Home / Technology / Lawsuit Claims Nvidia Used Shadow Libraries for AI Model Training

Technology

Lawsuit Claims Nvidia Used Shadow Libraries for AI Model Training

January 24, 2026 11:00 am

Lawsuit Claims Nvidia Used Shadow Libraries for AI Model Training, alleging the company accessed millions of pirated books. The amended complaint states that NVIDIA executives approved the use of the shadow library Anna’s Archive to speed up AI model training. Reports suggest competitive pressure in the AI sector led the company to pursue pirated materials as training data.

Internal NVIDIA emails, cited in the class-action lawsuit, show the company sought high-speed access to the Books3 dataset. The dataset included millions of books typically available only through the Internet Archive’s digital lending system.

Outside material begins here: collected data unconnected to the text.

// SPDX-License-Identifier: MIT
// Copyright 2026 Roland Dreier <roland@rolandd.dev>

//! Signed cookie session holding the caller's bearer token.
//!
//! The cookie value is `base64url(json) "." base64url(hmac_sha256(payload))`.
//! There is no server-side session state: every read decodes the request's
//! cookie and every write produces a complete `Set-Cookie` value.

use crate::config::SessionConfig;
use axum::http::{header::InvalidHeaderValue, HeaderMap, HeaderValue};
use axum_extra::extract::cookie::{Cookie, CookieJar, SameSite};
use base64::{engine::general_purpose::URL_SAFE_NO_PAD, Engine as _};
use hmac::{Hmac, Mac};
use serde_json::{Map, Value};
use sha2::Sha256;
use time::{Duration, OffsetDateTime};

// Type alias for HMAC-SHA256
type HmacSha256 = Hmac<Sha256>;

/// Session field holding the bearer token.
pub const TOKEN_FIELD: &str = "userToken";

type SessionData = Map<String, Value>;

/// Session store errors.
#[derive(Debug, thiserror::Error)]
pub enum SessionError {
    #[error("At least one session secret is required")]
    NoSecrets,

    #[error("Invalid session cookie name: {0:?}")]
    InvalidCookieName(String),

    #[error("Invalid session signing key")]
    Key,

    #[error("Session serialization failed: {0}")]
    Serialize(#[from] serde_json::Error),

    #[error("Session cookie is not a valid header value: {0}")]
    Header(#[from] InvalidHeaderValue),
}

/// Reads and writes the session cookie.
#[derive(Clone)]
pub struct SessionStore {
    config: SessionConfig,
    cleared: HeaderValue,
}

impl SessionStore {
    /// Create a store, rejecting configurations that could never produce a
    /// usable cookie.
    pub fn new(config: SessionConfig) -> Result<Self, SessionError> {
        if config.secrets.iter().all(|s| s.is_empty()) {
            return Err(SessionError::NoSecrets);
        }
        if !is_cookie_name(&config.cookie_name) {
            return Err(SessionError::InvalidCookieName(config.cookie_name));
        }

        let removal = Cookie::build((config.cookie_name.clone(), ""))
            .http_only(true)
            .same_site(SameSite::Lax)
            .path("/")
            .secure(config.secure)
            .max_age(Duration::ZERO)
            .expires(OffsetDateTime::UNIX_EPOCH)
            .build();
        let cleared = HeaderValue::from_str(&removal.to_string())?;

        Ok(Self { config, cleared })
    }

    pub fn cookie_name(&self) -> &str {
        &self.config.cookie_name
    }

    /// Token stored in the request's session, if any.
    ///
    /// A missing, malformed or badly signed cookie reads as an empty session.
    pub fn get_token(&self, headers: &HeaderMap) -> Option<String> {
        self.load(headers)
            .get(TOKEN_FIELD)
            .and_then(Value::as_str)
            .map(str::to_string)
    }

    /// Store `token` in the session and return the `Set-Cookie` value to
    /// send back. Other fields of a valid incoming session are kept.
    pub fn set_token(&self, headers: &HeaderMap, token: &str) -> Result<HeaderValue, SessionError> {
        let mut session = self.load(headers);
        session.insert(TOKEN_FIELD.to_string(), Value::String(token.to_string()));

        let value = self.sign(&serde_json::to_vec(&session)?)?;
        let cookie = Cookie::build((self.config.cookie_name.clone(), value))
            .http_only(true)
            .same_site(SameSite::Lax)
            .path("/")
            .secure(self.config.secure)
            .build();

        Ok(HeaderValue::from_str(&cookie.to_string())?)
    }

    /// `Set-Cookie` value that removes the session.
    pub fn clear(&self) -> HeaderValue {
        self.cleared.clone()
    }

    fn load(&self, headers: &HeaderMap) -> SessionData {
        let jar = CookieJar::from_headers(headers);
        jar.get(&self.config.cookie_name)
            .and_then(|cookie| self.unsign(cookie.value()))
            .unwrap_or_default()
    }

    fn sign(&self, json: &[u8]) -> Result<String, SessionError> {
        let secret = self
            .config
            .secrets
            .iter()
            .find(|s| !s.is_empty())
            .ok_or(SessionError::NoSecrets)?;

        let payload = URL_SAFE_NO_PAD.encode(json);
        let mut mac =
            HmacSha256::new_from_slice(secret.as_bytes()).map_err(|_| SessionError::Key)?;
        mac.update(payload.as_bytes());
        let signature = URL_SAFE_NO_PAD.encode(mac.finalize().into_bytes());

        Ok(format!("{}.{}", payload, signature))
    }

    fn unsign(&self, value: &str) -> Option<SessionData> {
        let (payload, signature) = value.rsplit_once('.')?;
        let signature = URL_SAFE_NO_PAD.decode(signature).ok()?;

        let verified = self
            .config
            .secrets
            .iter()
            .filter(|s| !s.is_empty())
            .any(|secret| {
                HmacSha256::new_from_slice(secret.as_bytes())
                    .map(|mut mac| {
                        mac.update(payload.as_bytes());
                        mac.verify_slice(&signature).is_ok()
                    })
                    .unwrap_or(false)
            });

        if !verified {
            tracing::debug!(
                cookie = %self.config.cookie_name,
                "Session cookie signature mismatch, ignoring cookie"
            );
            return None;
        }

        let json = URL_SAFE_NO_PAD.decode(payload).ok()?;
        serde_json::from_slice(&json).ok()
    }
}

/// RFC 6265 cookie-name token: visible ASCII minus separators.
fn is_cookie_name(name: &str) -> bool {
    !name.is_empty()
        && name
            .bytes()
            .all(|b| b.is_ascii_graphic() && !b"()<>@,;:\\\"/[]?={}".contains(&b))
}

According to the filing, NVIDIA also accessed additional pirated sources such as LibGen, Sci-Hub, and Z-Library to support large language model pre-training.

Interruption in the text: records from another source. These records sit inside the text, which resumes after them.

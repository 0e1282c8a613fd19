// SPDX-License-Identifier: MIT
// Copyright 2026 Roland Dreier <roland@rolandd.dev>

//! Application configuration loaded from environment variables.
//!
//! Everything is read once at startup. The session settings are handed to
//! [`crate::services::SessionStore`] explicitly rather than read from the
//! environment at cookie time.

use std::env;
use std::time::Duration;

/// Default cookie name for the session.
pub const DEFAULT_SESSION_COOKIE: &str = "__session";

/// Application configuration, loaded once at startup.
#[derive(Debug, Clone)]
pub struct Config {
    /// Server port
    pub port: u16,
    /// Base URL of the Shifty auth API (no trailing slash)
    pub auth_api_url: String,
    /// Timeout applied to every auth API call
    pub auth_api_timeout: Duration,
    /// Session cookie settings
    pub session: SessionConfig,
}

/// Settings for the signed session cookie.
#[derive(Clone)]
pub struct SessionConfig {
    /// Cookie name
    pub cookie_name: String,
    /// Signing secrets, newest first. The first one signs new cookies;
    /// any of them verifies an incoming cookie.
    pub secrets: Vec<String>,
    /// Set the `Secure` attribute (production only)
    pub secure: bool,
}

impl std::fmt::Debug for SessionConfig {
    fn fmt(&self, f: &mut std::fmt::Formatter<'_>) -> std::fmt::Result {
        f.debug_struct("SessionConfig")
            .field("cookie_name", &self.cookie_name)
            .field("secrets", &format_args!("[{} redacted]", self.secrets.len()))
            .field("secure", &self.secure)
            .finish()
    }
}

impl Default for Config {
    /// Default config for testing only.
    fn default() -> Self {
        Self {
            port: 8080,
            auth_api_url: "http://localhost:3000".to_string(),
            auth_api_timeout: Duration::from_secs(5),
            session: SessionConfig {
                cookie_name: DEFAULT_SESSION_COOKIE.to_string(),
                secrets: vec!["test_session_secret".to_string()],
                secure: false,
            },
        }
    }
}

impl Config {
    /// Load configuration from environment variables.
    pub fn from_env() -> Result<Self, ConfigError> {
        dotenvy::dotenv().ok(); // Load .env file if present

        let production = env::var("APP_ENV")
            .map(|v| v.trim().eq_ignore_ascii_case("production"))
            .unwrap_or(false);

        let secrets = parse_secrets(
            &env::var("SESSION_SECRETS").map_err(|_| ConfigError::Missing("SESSION_SECRETS"))?,
        );
        if secrets.is_empty() {
            return Err(ConfigError::Invalid {
                name: "SESSION_SECRETS",
                reason: "at least one non-empty secret is required".to_string(),
            });
        }

        let timeout_secs = match env::var("AUTH_API_TIMEOUT_SECS") {
            Ok(raw) => parse_timeout_secs(&raw)?,
            Err(_) => 10,
        };

        Ok(Self {
            port: env::var("PORT")
                .unwrap_or_else(|_| "8080".to_string())
                .parse()
                .unwrap_or(8080),
            auth_api_url: env::var("AUTH_API_URL")
                .map(|v| v.trim().trim_end_matches('/').to_string())
                .unwrap_or_else(|_| "http://localhost:3000".to_string()),
            auth_api_timeout: Duration::from_secs(timeout_secs),
            session: SessionConfig {
                cookie_name: env::var("SESSION_COOKIE_NAME")
                    .map(|v| v.trim().to_string())
                    .unwrap_or_else(|_| DEFAULT_SESSION_COOKIE.to_string()),
                secrets,
                secure: production,
            },
        })
    }
}

/// Split a comma-separated secret list, dropping blanks.
fn parse_secrets(raw: &str) -> Vec<String> {
    raw.split(',')
        .map(str::trim)
        .filter(|s| !s.is_empty())
        .map(str::to_string)
        .collect()
}

/// Auth API timeout in whole seconds. Zero would fail every request.
fn parse_timeout_secs(raw: &str) -> Result<u64, ConfigError> {
    let invalid = |reason: String| ConfigError::Invalid {
        name: "AUTH_API_TIMEOUT_SECS",
        reason,
    };

    match raw.trim().parse::<u64>() {
        Ok(0) => Err(invalid("must be at least 1 second".to_string())),
        Ok(secs) => Ok(secs),
        Err(e) => Err(invalid(e.to_string())),
    }
}

/// Configuration errors
#[derive(Debug, thiserror::Error)]
pub enum ConfigError {
    #[error("Missing required environment variable: {0}")]
    Missing(&'static str),

    #[error("Invalid value for {name}: {reason}")]
    Invalid { name: &'static str, reason: String },
}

The authors claim NVIDIA “knowingly downloaded large volumes of copyrighted books” to improve AI performance. The company allegedly provided corporate AI tools and scripts that enabled automated downloads of pirated content for third-party users. Experts warn that such practices may lead to significant copyright infringement, AI issues, and legal consequences for the company.

The complaint emphasizes NVIDIA executives’ approval despite warnings about the illegal nature of these materials. Analysts say the incident highlights ethical challenges in AI training datasets and the need for responsible data sourcing. With roughly 500 terabytes of data involved, the scale of the alleged copyright violation is enormous.

This case may influence future AI workflow automation and set stricter standards for pre-training data. It also serves as a reminder that AI model training requires careful handling of copyrighted content. NVIDIA now faces scrutiny from authors, regulators, and the broader tech community.